Mainstreaming Education for Sustainable Development at a Swiss University: Navigating the Traps of Institutionalization

University of Bern

Publication Release Date: Nov. 1, 2018
Date Posted: April 29, 2019
Submitted by: Tessie Devlin
Sustainability Topics: Curriculum, Coordination & Planning
Content Type: Publications
Publisher: Springer Nature
Periodical Name: Higher Education Policy
Type: Journal Article

Description

How far have higher education institutions progressed towards integrating sustainable development at an institutional level and are they responding to the societal need for transformation? Can the pace of transformation be accelerated, given the urgency of the issues our world is facing?

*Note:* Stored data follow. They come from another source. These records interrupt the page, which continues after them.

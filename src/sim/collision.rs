//! Collision resolution
//!
//! Runs once per tick, after movement, as four passes in a fixed
//! order: bullets, bombs, player hits, power-ups. Every pass collects
//! its matches against a stable view before compacting, so removal
//! never skips or double-processes an entry, and all simultaneous
//! contacts within a tick are resolved.

use glam::Vec2;

use crate::circles_overlap;
use crate::sim::progression;
use crate::sim::state::{EnemyKind, Formation, FxColor, GamePhase, GameState, PowerUpKind};

/// All four passes. A pass that ends the Playing phase (level-up wipe
/// or game-over) short-circuits the rest of the frame.
pub(crate) fn resolve(state: &mut GameState) {
    resolve_bullet_hits(state);
    if state.phase != GamePhase::Playing {
        return;
    }
    resolve_bomb_hits(state);
    if state.phase != GamePhase::Playing {
        return;
    }
    resolve_player_hits(state);
    if state.phase != GamePhase::Playing {
        return;
    }
    resolve_powerup_pickups(state);
}

/// Pass 1: bullets vs enemies. Each bullet spends itself on the first
/// enemy it overlaps, decrementing that enemy's health by one.
fn resolve_bullet_hits(state: &mut GameState) {
    let enemies = &mut state.enemies;
    state.bullets.retain(|b| {
        for e in enemies.iter_mut() {
            if e.health > 0 && circles_overlap(b.pos, b.radius, e.pos, e.hit_radius()) {
                e.health -= 1;
                return false;
            }
        }
        true
    });
    harvest_destroyed(state);
    progression::check_level_up(state);
}

/// Pass 2: bombs vs enemies. First contact detonates the bomb, then a
/// flat blast damage hits every enemy within the blast radius of the
/// detonation point, all in one resolution pass.
fn resolve_bomb_hits(state: &mut GameState) {
    let mut detonations: Vec<Vec2> = Vec::new();
    {
        let enemies = &state.enemies;
        state.bombs.retain(|b| {
            let contact = enemies
                .iter()
                .any(|e| circles_overlap(b.pos, b.radius, e.pos, e.hit_radius()));
            if contact {
                detonations.push(b.pos);
                false
            } else {
                true
            }
        });
    }

    for pos in detonations {
        for _ in 0..30 {
            state.spawn_particle(pos, FxColor::Red);
            state.spawn_particle(pos, FxColor::Yellow);
        }
        let blast = state.tuning.bomb_blast_radius;
        let damage = state.tuning.bomb_blast_damage;
        for e in state.enemies.iter_mut() {
            if e.pos.distance(pos) < blast {
                e.health -= damage;
            }
        }
        harvest_destroyed(state);
    }
    progression::check_level_up(state);
}

/// Pass 3: player vs enemy bullets and enemy bodies. Skipped entirely
/// while the invincibility countdown runs (which also consumes one
/// tick of it). The gate is checked once at pass entry, so several
/// simultaneous contacts all register, shield rules applying in order.
fn resolve_player_hits(state: &mut GameState) {
    if state.player.invincibility > 0 {
        state.player.invincibility -= 1;
        return;
    }

    let mut bullet_hits = 0u32;
    {
        let player = &state.player;
        state.enemy_bullets.retain(|eb| {
            if circles_overlap(eb.pos, eb.radius, player.pos, player.hit_radius()) {
                bullet_hits += 1;
                false
            } else {
                true
            }
        });
    }

    let mut ram_hits = 0u32;
    {
        let player = &state.player;
        state.enemies.retain(|e| {
            // Body contact uses a tighter combined radius than the
            // projectile tests
            let contact_r = (player.size + e.size) / 2.5;
            if player.pos.distance(e.pos) < contact_r {
                ram_hits += 1;
                false
            } else {
                true
            }
        });
    }

    for _ in 0..bullet_hits {
        if state.phase != GamePhase::Playing {
            return;
        }
        progression::player_hit(state, false);
    }
    for _ in 0..ram_hits {
        if state.phase != GamePhase::Playing {
            return;
        }
        progression::player_hit(state, true);
    }
}

/// Pass 4: player vs power-ups. Applies the effect, refills the
/// resource meter (clamped), and flashes the collection aura.
fn resolve_powerup_pickups(state: &mut GameState) {
    let mut collected: Vec<(PowerUpKind, Vec2)> = Vec::new();
    {
        let player = &state.player;
        state.powerups.retain(|pw| {
            if circles_overlap(pw.pos, pw.radius, player.pos, player.hit_radius()) {
                collected.push((pw.kind, pw.pos));
                false
            } else {
                true
            }
        });
    }

    for (kind, pos) in collected {
        let color = match kind {
            PowerUpKind::Shield => {
                state.player.shield = true;
                FxColor::Green
            }
            PowerUpKind::TripleShot => {
                state.player.triple_shot += state.tuning.triple_shot_charges;
                FxColor::Yellow
            }
        };
        state.player.blood_sugar =
            (state.player.blood_sugar + state.tuning.blood_sugar_refill).min(100.0);
        state.push_event(crate::sim::state::GameEvent::ResourceChanged(
            state.player.blood_sugar,
        ));
        state.effects.collect_flash = 15;
        for _ in 0..15 {
            state.spawn_particle(pos, color);
        }
    }
}

/// Compact enemies at or below zero health, emitting destruction
/// particles and awarding score/destroyed-count for each.
fn harvest_destroyed(state: &mut GameState) {
    let dead: Vec<(Vec2, Formation, EnemyKind)> = state
        .enemies
        .iter()
        .filter(|e| e.health <= 0)
        .map(|e| (e.pos, e.camp, e.kind))
        .collect();
    if dead.is_empty() {
        return;
    }
    state.enemies.retain(|e| e.health > 0);
    for (pos, camp, kind) in dead {
        for _ in 0..10 {
            state.spawn_particle(pos, FxColor::for_camp(camp));
        }
        progression::award_enemy_kill(state, kind);
    }
}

As a practice-oriented contribution to this broader debate — still open despite progress achieved during the Decade of Education for Sustainable Development (2005–2014) — this article discusses a mainstreaming strategy applied to teaching at a higher education institution in Switzerland, the University of Bern. We analyse the traps of institutionalizing sustainable development (SD) in a higher education institution and clarify the policies and approach to change management needed to navigate these traps, based on an analysis of our experience as an education for sustainable development team. We propose (1) using a combined top-down and bottom-up policy to increase motivation, (2) prioritizing and sequencing target groups and helping them to find the link between their discipline and SD, and (3) offering tools, support, and professional development to help lecturers to move towards a more competence-oriented form of teaching. Concrete support needs to take place at four levels: the level of formulating competences for SD; the level of shifting towards a learner-centred approach; the level of designing their learning environments; and the level of becoming a community of practice. An impact chain explains the logic from concrete activities (tools, courses, workshops, etc.) to the desired impact of helping lecturers and graduates to become agents of change capable of playing a key role in society and helping to shape our future.